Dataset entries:
◇ ◇ ◇ ◇ ◇ ◇ ◇
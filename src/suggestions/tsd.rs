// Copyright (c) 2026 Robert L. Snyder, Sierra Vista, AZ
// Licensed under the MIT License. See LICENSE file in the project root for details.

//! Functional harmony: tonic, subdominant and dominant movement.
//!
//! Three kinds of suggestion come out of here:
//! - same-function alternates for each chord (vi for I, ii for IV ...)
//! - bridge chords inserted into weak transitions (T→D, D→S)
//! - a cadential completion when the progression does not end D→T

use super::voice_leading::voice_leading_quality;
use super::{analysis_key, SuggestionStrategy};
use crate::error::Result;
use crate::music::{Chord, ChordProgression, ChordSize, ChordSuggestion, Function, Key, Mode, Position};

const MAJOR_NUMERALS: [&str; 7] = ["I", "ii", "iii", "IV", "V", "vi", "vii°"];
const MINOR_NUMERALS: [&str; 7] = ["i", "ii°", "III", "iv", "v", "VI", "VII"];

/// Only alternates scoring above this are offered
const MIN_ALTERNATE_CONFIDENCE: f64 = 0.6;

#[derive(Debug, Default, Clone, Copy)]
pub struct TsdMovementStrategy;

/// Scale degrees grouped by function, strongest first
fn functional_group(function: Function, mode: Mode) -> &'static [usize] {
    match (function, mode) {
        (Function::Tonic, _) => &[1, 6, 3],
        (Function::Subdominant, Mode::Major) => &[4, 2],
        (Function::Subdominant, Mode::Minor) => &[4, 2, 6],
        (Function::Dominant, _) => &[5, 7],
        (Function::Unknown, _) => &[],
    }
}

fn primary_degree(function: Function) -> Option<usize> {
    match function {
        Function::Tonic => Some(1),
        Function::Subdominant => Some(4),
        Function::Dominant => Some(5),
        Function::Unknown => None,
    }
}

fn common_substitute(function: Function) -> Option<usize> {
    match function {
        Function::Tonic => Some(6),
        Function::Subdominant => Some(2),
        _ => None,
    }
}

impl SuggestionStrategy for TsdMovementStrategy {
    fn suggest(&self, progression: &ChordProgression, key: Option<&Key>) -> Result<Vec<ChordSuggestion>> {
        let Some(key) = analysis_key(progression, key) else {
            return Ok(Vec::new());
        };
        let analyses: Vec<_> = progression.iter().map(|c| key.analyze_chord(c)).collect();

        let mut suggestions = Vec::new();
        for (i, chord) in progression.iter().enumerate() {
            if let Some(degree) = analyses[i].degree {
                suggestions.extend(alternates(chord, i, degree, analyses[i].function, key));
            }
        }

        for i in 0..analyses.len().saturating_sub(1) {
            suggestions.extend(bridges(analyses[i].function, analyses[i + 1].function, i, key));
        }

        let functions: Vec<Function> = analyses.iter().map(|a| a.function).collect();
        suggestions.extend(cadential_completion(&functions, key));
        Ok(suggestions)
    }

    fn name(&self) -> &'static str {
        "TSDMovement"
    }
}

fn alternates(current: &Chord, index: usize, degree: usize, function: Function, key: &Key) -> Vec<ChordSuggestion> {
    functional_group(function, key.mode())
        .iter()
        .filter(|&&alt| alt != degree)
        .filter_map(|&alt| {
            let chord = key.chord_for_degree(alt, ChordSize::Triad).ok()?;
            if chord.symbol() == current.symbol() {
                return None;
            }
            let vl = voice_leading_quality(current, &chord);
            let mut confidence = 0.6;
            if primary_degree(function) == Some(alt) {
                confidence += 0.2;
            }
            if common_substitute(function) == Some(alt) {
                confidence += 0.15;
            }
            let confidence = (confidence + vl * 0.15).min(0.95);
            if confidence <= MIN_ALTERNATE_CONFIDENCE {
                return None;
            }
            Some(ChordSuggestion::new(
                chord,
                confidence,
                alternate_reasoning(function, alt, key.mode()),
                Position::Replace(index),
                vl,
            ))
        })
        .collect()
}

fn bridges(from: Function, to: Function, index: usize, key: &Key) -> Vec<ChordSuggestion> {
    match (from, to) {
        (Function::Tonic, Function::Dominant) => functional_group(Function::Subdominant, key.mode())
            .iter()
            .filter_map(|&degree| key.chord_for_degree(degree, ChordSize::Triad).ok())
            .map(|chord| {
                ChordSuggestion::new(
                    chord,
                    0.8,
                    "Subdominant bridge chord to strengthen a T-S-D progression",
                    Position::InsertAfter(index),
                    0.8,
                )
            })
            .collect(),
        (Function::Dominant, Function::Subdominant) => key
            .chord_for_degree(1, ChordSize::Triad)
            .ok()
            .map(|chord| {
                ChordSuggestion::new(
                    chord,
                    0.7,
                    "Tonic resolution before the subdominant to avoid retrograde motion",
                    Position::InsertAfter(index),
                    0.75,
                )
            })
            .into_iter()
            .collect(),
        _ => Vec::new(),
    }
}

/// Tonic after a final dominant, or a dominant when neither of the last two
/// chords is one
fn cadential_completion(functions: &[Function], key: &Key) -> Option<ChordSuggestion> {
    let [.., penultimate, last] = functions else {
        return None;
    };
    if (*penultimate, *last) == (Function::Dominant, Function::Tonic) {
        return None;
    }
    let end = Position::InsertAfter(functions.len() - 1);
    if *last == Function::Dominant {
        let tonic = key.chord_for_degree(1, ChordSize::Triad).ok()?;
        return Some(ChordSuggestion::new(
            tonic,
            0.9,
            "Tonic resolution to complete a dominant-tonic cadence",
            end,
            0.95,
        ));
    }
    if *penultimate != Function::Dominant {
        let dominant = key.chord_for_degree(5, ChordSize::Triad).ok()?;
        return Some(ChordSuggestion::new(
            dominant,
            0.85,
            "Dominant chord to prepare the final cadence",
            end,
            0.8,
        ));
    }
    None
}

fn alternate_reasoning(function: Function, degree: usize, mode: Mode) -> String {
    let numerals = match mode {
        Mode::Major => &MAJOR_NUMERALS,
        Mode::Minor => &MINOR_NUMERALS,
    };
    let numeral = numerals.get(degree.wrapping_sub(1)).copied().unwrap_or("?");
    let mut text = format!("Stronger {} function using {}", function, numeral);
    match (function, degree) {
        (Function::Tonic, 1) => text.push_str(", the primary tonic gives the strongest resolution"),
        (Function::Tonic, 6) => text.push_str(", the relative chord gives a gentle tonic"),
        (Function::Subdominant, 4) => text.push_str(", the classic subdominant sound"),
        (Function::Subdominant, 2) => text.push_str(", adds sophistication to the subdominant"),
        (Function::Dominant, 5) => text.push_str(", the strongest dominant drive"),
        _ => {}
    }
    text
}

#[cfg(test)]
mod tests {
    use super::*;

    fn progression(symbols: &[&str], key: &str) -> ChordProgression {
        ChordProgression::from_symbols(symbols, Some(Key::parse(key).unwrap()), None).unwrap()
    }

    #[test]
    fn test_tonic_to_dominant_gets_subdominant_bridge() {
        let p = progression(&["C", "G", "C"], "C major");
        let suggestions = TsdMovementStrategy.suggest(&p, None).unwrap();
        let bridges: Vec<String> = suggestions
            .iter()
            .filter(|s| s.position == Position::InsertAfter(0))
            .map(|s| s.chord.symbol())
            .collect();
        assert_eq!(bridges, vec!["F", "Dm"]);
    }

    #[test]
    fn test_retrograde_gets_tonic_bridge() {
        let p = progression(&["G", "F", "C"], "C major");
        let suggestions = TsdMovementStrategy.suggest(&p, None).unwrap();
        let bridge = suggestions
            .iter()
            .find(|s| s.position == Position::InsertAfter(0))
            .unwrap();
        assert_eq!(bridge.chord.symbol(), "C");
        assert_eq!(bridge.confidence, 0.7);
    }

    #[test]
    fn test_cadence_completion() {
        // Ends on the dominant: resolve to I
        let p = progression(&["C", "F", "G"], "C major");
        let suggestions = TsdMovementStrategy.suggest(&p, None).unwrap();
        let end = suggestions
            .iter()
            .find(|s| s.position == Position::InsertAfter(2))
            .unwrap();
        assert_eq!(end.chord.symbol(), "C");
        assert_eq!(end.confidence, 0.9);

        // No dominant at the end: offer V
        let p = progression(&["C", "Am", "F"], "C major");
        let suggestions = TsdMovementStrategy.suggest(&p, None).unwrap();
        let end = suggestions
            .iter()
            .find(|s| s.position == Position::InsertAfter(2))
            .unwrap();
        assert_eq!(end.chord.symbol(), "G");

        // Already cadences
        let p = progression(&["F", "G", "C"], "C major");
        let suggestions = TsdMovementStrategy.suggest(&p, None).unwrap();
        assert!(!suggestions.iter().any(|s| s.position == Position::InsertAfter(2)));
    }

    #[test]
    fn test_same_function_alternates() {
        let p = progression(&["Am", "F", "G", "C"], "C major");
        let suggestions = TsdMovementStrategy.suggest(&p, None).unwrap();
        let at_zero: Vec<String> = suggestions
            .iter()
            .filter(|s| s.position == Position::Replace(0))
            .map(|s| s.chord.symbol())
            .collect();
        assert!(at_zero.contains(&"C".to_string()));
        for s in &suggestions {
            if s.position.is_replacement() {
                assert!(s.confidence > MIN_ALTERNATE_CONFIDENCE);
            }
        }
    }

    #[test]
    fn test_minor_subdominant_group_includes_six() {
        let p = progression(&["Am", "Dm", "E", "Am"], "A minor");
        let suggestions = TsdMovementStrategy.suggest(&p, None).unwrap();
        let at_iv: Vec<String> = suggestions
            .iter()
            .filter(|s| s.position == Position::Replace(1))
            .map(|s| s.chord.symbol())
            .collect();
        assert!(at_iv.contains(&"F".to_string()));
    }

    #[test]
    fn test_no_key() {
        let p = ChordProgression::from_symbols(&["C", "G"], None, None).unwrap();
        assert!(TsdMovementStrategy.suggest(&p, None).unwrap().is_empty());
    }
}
◇ ◇ ◇ ◇ ◇ ◇ ◇
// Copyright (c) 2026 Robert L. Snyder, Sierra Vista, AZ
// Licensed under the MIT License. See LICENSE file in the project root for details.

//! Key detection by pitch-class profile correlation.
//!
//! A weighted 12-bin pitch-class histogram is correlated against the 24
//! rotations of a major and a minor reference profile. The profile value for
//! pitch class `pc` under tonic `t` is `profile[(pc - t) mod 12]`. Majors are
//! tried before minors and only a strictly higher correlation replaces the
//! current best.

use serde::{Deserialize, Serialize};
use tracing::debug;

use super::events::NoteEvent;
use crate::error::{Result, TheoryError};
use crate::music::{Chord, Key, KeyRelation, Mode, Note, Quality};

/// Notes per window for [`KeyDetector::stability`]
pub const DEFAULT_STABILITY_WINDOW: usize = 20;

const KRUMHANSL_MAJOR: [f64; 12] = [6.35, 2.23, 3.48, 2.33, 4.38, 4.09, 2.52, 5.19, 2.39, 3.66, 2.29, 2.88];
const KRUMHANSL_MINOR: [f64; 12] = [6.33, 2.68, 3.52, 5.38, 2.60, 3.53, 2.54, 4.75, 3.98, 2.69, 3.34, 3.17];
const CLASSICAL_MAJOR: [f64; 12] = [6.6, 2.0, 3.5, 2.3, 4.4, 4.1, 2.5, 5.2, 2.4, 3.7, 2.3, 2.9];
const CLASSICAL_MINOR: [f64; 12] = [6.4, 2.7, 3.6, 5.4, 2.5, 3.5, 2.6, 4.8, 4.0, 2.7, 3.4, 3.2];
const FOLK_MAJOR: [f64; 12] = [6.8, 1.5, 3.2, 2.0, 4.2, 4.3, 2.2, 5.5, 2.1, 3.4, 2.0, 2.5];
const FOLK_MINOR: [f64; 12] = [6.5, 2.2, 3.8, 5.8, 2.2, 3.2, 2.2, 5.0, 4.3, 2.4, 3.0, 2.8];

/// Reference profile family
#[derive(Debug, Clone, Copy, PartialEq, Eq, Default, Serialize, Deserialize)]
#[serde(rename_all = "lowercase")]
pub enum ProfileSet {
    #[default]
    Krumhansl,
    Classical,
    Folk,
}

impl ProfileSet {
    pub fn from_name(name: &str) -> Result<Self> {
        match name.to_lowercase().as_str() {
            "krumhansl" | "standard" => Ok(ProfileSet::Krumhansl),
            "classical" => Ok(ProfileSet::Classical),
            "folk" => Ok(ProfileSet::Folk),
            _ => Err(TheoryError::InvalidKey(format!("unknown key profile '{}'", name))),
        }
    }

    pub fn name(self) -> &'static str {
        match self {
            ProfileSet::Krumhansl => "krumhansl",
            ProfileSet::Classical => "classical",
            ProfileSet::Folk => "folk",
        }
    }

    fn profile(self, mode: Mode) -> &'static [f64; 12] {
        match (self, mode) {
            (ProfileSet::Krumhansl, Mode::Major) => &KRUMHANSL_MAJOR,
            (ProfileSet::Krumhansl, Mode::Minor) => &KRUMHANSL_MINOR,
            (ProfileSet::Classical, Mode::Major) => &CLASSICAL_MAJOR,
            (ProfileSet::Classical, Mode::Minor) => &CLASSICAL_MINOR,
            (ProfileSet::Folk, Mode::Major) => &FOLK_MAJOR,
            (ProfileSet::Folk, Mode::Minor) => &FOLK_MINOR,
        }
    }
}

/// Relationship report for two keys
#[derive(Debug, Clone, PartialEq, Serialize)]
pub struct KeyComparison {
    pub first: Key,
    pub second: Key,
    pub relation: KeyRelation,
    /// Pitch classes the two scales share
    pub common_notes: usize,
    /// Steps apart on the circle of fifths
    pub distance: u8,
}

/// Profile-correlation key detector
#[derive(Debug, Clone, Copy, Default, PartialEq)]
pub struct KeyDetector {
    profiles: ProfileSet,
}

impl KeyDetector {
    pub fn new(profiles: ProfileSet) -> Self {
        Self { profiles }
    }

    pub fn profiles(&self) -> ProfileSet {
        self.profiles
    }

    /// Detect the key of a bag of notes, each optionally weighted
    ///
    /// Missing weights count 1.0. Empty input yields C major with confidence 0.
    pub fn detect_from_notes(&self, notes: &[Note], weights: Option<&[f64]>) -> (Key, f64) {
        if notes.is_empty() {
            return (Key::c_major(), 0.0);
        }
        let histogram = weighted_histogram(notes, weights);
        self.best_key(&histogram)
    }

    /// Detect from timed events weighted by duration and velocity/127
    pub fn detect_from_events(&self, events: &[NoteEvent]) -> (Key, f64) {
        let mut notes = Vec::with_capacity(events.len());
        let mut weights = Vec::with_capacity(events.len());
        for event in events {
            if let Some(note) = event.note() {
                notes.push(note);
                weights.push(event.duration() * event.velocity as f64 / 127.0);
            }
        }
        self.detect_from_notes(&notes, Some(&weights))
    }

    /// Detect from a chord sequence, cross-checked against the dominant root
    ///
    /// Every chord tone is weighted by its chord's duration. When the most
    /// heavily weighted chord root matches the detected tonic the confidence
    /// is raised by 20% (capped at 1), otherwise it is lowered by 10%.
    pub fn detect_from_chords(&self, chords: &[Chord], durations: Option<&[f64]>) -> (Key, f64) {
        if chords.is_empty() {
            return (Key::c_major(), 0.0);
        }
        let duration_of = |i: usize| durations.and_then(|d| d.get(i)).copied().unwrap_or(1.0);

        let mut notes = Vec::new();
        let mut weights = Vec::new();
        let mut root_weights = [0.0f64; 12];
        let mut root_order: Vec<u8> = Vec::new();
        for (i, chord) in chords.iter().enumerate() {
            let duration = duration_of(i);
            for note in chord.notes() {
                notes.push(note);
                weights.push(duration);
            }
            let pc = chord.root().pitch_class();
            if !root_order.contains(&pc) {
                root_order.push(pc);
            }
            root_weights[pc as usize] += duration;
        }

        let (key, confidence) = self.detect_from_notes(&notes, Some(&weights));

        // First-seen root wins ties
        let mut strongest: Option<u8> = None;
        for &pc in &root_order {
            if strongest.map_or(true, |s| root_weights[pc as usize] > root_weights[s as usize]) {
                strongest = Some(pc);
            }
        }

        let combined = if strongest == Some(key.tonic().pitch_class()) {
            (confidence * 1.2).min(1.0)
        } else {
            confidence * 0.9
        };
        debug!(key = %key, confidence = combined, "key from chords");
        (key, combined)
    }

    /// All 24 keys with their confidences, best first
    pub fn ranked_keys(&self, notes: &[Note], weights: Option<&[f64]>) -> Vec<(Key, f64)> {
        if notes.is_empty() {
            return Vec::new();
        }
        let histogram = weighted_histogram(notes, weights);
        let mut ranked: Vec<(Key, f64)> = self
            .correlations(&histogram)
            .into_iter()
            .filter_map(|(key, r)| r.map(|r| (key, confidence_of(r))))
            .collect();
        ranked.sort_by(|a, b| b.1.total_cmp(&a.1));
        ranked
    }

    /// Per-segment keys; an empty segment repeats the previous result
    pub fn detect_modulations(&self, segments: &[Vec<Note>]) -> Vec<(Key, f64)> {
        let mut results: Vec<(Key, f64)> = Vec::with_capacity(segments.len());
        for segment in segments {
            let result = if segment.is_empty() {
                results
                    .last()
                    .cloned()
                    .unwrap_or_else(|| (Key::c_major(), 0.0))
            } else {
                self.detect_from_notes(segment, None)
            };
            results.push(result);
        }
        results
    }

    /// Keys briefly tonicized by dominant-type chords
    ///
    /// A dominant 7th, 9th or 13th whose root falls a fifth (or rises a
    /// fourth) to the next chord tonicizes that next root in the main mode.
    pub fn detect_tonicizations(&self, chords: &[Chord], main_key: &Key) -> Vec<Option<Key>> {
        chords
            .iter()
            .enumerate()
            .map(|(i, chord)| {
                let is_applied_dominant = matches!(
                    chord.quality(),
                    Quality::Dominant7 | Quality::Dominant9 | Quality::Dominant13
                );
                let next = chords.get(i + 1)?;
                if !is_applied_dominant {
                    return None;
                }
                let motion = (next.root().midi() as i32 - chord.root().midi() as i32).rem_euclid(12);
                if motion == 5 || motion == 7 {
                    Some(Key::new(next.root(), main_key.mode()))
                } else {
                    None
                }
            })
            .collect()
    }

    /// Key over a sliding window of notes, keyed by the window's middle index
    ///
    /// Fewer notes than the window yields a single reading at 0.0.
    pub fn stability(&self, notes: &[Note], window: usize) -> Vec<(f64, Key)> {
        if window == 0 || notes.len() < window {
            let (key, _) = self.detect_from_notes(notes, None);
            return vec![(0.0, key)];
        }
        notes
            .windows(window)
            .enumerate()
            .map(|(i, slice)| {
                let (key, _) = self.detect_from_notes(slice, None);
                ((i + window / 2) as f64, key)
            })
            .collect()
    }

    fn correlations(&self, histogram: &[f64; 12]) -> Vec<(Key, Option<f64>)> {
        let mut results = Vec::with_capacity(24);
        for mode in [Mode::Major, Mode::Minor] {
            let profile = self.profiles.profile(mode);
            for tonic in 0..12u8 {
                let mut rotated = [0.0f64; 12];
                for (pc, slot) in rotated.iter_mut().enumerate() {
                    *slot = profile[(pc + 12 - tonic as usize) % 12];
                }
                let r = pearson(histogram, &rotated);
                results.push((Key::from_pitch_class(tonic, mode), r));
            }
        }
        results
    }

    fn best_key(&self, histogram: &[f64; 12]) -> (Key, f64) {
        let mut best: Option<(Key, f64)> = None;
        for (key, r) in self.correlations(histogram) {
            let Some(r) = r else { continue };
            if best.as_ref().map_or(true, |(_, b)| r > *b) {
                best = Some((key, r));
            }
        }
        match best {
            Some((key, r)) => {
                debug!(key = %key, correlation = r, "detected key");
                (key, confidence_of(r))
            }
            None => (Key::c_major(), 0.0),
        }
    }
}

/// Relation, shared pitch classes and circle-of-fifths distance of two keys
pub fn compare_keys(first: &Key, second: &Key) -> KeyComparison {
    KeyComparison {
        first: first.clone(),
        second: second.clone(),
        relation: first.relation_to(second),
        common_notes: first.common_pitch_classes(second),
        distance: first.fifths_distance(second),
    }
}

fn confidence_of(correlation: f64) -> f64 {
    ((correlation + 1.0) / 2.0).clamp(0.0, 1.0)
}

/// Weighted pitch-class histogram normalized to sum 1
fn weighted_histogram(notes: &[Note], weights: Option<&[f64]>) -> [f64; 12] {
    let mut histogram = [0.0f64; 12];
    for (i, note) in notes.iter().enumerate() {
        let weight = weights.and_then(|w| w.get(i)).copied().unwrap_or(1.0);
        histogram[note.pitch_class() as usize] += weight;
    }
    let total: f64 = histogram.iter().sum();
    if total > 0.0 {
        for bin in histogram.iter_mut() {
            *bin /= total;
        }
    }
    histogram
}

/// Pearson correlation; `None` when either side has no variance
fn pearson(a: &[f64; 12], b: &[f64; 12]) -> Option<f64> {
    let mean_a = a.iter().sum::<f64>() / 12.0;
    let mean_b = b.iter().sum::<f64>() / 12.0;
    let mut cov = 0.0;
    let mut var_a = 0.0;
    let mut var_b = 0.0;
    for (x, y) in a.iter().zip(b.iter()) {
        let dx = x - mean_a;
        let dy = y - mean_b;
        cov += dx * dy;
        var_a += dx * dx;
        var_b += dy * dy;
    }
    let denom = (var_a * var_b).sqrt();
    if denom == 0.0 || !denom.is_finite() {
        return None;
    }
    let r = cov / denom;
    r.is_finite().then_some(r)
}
◇ ◇ ◇ ◇ ◇ ◇ ◇
• TASK REQUIREMENTS: All lines above from the one with "Profile-correlation key detector" to the one with "When the most", inclusive, should be copied exactly, and no other lines.

• TASK RESPONSE:
/// Profile-correlation key detector
#[derive(Debug, Clone, Copy, Default, PartialEq)]
pub struct KeyDetector {
    profiles: ProfileSet,
}

impl KeyDetector {
    pub fn new(profiles: ProfileSet) -> Self {
        Self { profiles }
    }

    pub fn profiles(&self) -> ProfileSet {
        self.profiles
    }

    /// Detect the key of a bag of notes, each optionally weighted
    ///
    /// Missing weights count 1.0. Empty input yields C major with confidence 0.
    pub fn detect_from_notes(&self, notes: &[Note], weights: Option<&[f64]>) -> (Key, f64) {
        if notes.is_empty() {
            return (Key::c_major(), 0.0);
        }
        let histogram = weighted_histogram(notes, weights);
        self.best_key(&histogram)
    }

    /// Detect from timed events weighted by duration and velocity/127
    pub fn detect_from_events(&self, events: &[NoteEvent]) -> (Key, f64) {
        let mut notes = Vec::with_capacity(events.len());
        let mut weights = Vec::with_capacity(events.len());
        for event in events {
            if let Some(note) = event.note() {
                notes.push(note);
                weights.push(event.duration() * event.velocity as f64 / 127.0);
            }
        }
        self.detect_from_notes(&notes, Some(&weights))
    }

    /// Detect from a chord sequence, cross-checked against the dominant root
    ///
    /// Every chord tone is weighted by its chord's duration. When the most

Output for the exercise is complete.